» **TASK OBJECTIVE**
Within the listing below, how many lines feature the word "copied"? Reply with only that number.

EXTRACTED RECORDS Start Marker

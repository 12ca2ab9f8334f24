use ts::{Declaration, DeclarationKind, Expression, SourceFile, Statement, TypeChecker};

use super::ngcc_host::{ClassLike, NgccReflectionHost};
use crate::ngtsc::reflection::src::util::{
    decorator_identifier, expression_statements, split_decorator_call,
};
use crate::ngtsc::reflection::{Decorator, Import, ReflectionHost, TypeScriptReflectionHost};

/// Name of the static property holding decorator metadata.
pub const DECORATORS: &str = "decorators";

const DECORATE_HELPERS: &[&str] = &["__decorate", "_ts_decorate"];
const METADATA_HELPERS: &[&str] = &["__metadata", "__param"];

/// Reflects over ES2015 bundles.
///
/// Classes are declared natively or as class expressions assigned to a variable
/// (`let X = class X {}`). Their decorators are found, in order of preference, as
/// `@` decorators, in a static `decorators` property, in an `X.decorators = [...]`
/// assignment, or in a `X = __decorate([...], X)` helper call.
#[derive(Debug, Clone, Copy)]
pub struct Esm2015ReflectionHost<'a> {
    ts_host: TypeScriptReflectionHost<'a>,
}

impl<'a> Esm2015ReflectionHost<'a> {
    pub fn new(checker: &'a dyn TypeChecker) -> Self {
        Self {
            ts_host: TypeScriptReflectionHost::new(checker),
        }
    }

    pub fn checker(&self) -> &'a dyn TypeChecker {
        self.ts_host.checker()
    }

    /// Searches every place decorators of `class_name` may be recorded.
    /// `statement_lists` are the scopes holding statements that follow the class.
    pub(crate) fn find_decorators(
        &self,
        class_name: &str,
        class: ClassLike<'a>,
        statement_lists: &[&'a [Statement]],
        source_file: &'a SourceFile,
    ) -> Option<Vec<Decorator<'a>>> {
        if let ClassLike::Class(class) = class {
            let decorators = self.ts_host.reflect_decorators(&class.decorators, source_file);
            if !decorators.is_empty() {
                return Some(decorators);
            }
            if let Some(metadata) = class
                .static_property(DECORATORS)
                .and_then(|property| property.value.as_ref())
            {
                let decorators = self.reflect_decorator_metadata(metadata, source_file);
                if !decorators.is_empty() {
                    return Some(decorators);
                }
            }
        }

        let expressions: Vec<&'a Expression> = statement_lists
            .iter()
            .flat_map(|statements| expression_statements(*statements))
            .collect();
        expressions
            .iter()
            .copied()
            .find_map(|expression| {
                self.get_decorators_property_assignment(class_name, expression, source_file)
            })
            .or_else(|| {
                expressions.iter().copied().find_map(|expression| {
                    self.get_decorate_helper_call(class_name, expression, source_file)
                })
            })
    }

    /// `X.decorators = [{ type: Dec, args: [...] }]`
    fn get_decorators_property_assignment(
        &self,
        class_name: &str,
        expression: &'a Expression,
        source_file: &'a SourceFile,
    ) -> Option<Vec<Decorator<'a>>> {
        let Expression::Assignment { target, value } = expression else {
            return None;
        };
        let Expression::PropertyAccess { object, name } = target.as_ref() else {
            return None;
        };
        if name != DECORATORS || object.as_identifier() != Some(class_name) {
            return None;
        }
        let decorators = self.reflect_decorator_metadata(value, source_file);
        (!decorators.is_empty()).then_some(decorators)
    }

    /// `X = __decorate([Dec(...)], X)`, possibly through an alias (`X = X_1 = __decorate(...)`).
    fn get_decorate_helper_call(
        &self,
        class_name: &str,
        expression: &'a Expression,
        source_file: &'a SourceFile,
    ) -> Option<Vec<Decorator<'a>>> {
        let Expression::Assignment { target, value } = expression else {
            return None;
        };
        if target.as_identifier() != Some(class_name) {
            return None;
        }
        let Expression::Call { callee, arguments } = value.skip_assignments() else {
            return None;
        };
        if !is_helper(callee, DECORATE_HELPERS) || arguments.len() != 2 {
            return None;
        }
        let (Expression::Array(elements), Some(target)) = (&arguments[0], arguments[1].as_identifier())
        else {
            return None;
        };
        if target != class_name {
            return None;
        }

        let decorators: Vec<Decorator<'a>> = elements
            .iter()
            .filter(|element| {
                let (callee, _) = split_decorator_call(element);
                !is_helper(callee, METADATA_HELPERS)
            })
            .filter_map(|element| self.ts_host.decorator_from_expression(element, source_file))
            .collect();
        (!decorators.is_empty()).then_some(decorators)
    }

    /// Reads `[{ type: Dec, args: [...] }, ...]` metadata literals.
    fn reflect_decorator_metadata(
        &self,
        metadata: &'a Expression,
        source_file: &'a SourceFile,
    ) -> Vec<Decorator<'a>> {
        let Expression::Array(elements) = metadata else {
            return Vec::new();
        };
        elements
            .iter()
            .filter_map(|element| {
                let identifier = decorator_identifier(element.property("type")?)?;
                let args = match element.property("args") {
                    Some(Expression::Array(args)) => Some(args.iter().collect()),
                    _ => None,
                };
                Some(Decorator {
                    name: identifier.name.clone(),
                    import: self.ts_host.get_import_of_decorator(&identifier, source_file),
                    identifier: Some(identifier),
                    node: element,
                    args,
                })
            })
            .collect()
    }
}

fn is_helper(callee: &Expression, helpers: &[&str]) -> bool {
    decorator_identifier(callee).is_some_and(|identifier| helpers.contains(&identifier.name.as_str()))
}

impl<'a> ReflectionHost<'a> for Esm2015ReflectionHost<'a> {
    fn get_decorators_of_declaration(
        &self,
        declaration: &'a Declaration,
    ) -> Option<Vec<Decorator<'a>>> {
        let class = self.get_class_declaration(declaration)?;
        let name = declaration.name()?;
        let source_file = self.checker().get_source_file_of_declaration(declaration)?;
        self.find_decorators(name, class, &[source_file.statements.as_slice()], source_file)
    }

    fn get_import_of_identifier(&self, name: &str, source_file: &'a SourceFile) -> Option<Import> {
        self.ts_host.get_import_of_identifier(name, source_file)
    }

    fn is_class(&self, declaration: &'a Declaration) -> bool {
        self.get_class_declaration(declaration).is_some()
    }
}

impl<'a> NgccReflectionHost<'a> for Esm2015ReflectionHost<'a> {
    fn get_class_declaration(&self, declaration: &'a Declaration) -> Option<ClassLike<'a>> {
        match &declaration.kind {
            DeclarationKind::Class(class) => Some(ClassLike::Class(class)),
            DeclarationKind::Variable(variable) => {
                match variable.initializer.as_ref()?.skip_assignments() {
                    Expression::Class(class) => Some(ClassLike::Class(&**class)),
                    _ => None,
                }
            }
            _ => None,
        }
    }
}
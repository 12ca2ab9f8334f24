pub mod console_logger;
pub mod logger;
pub mod memory_logger;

EXTRACTED RECORDS End Marker

» **TASK RESPONSE**
2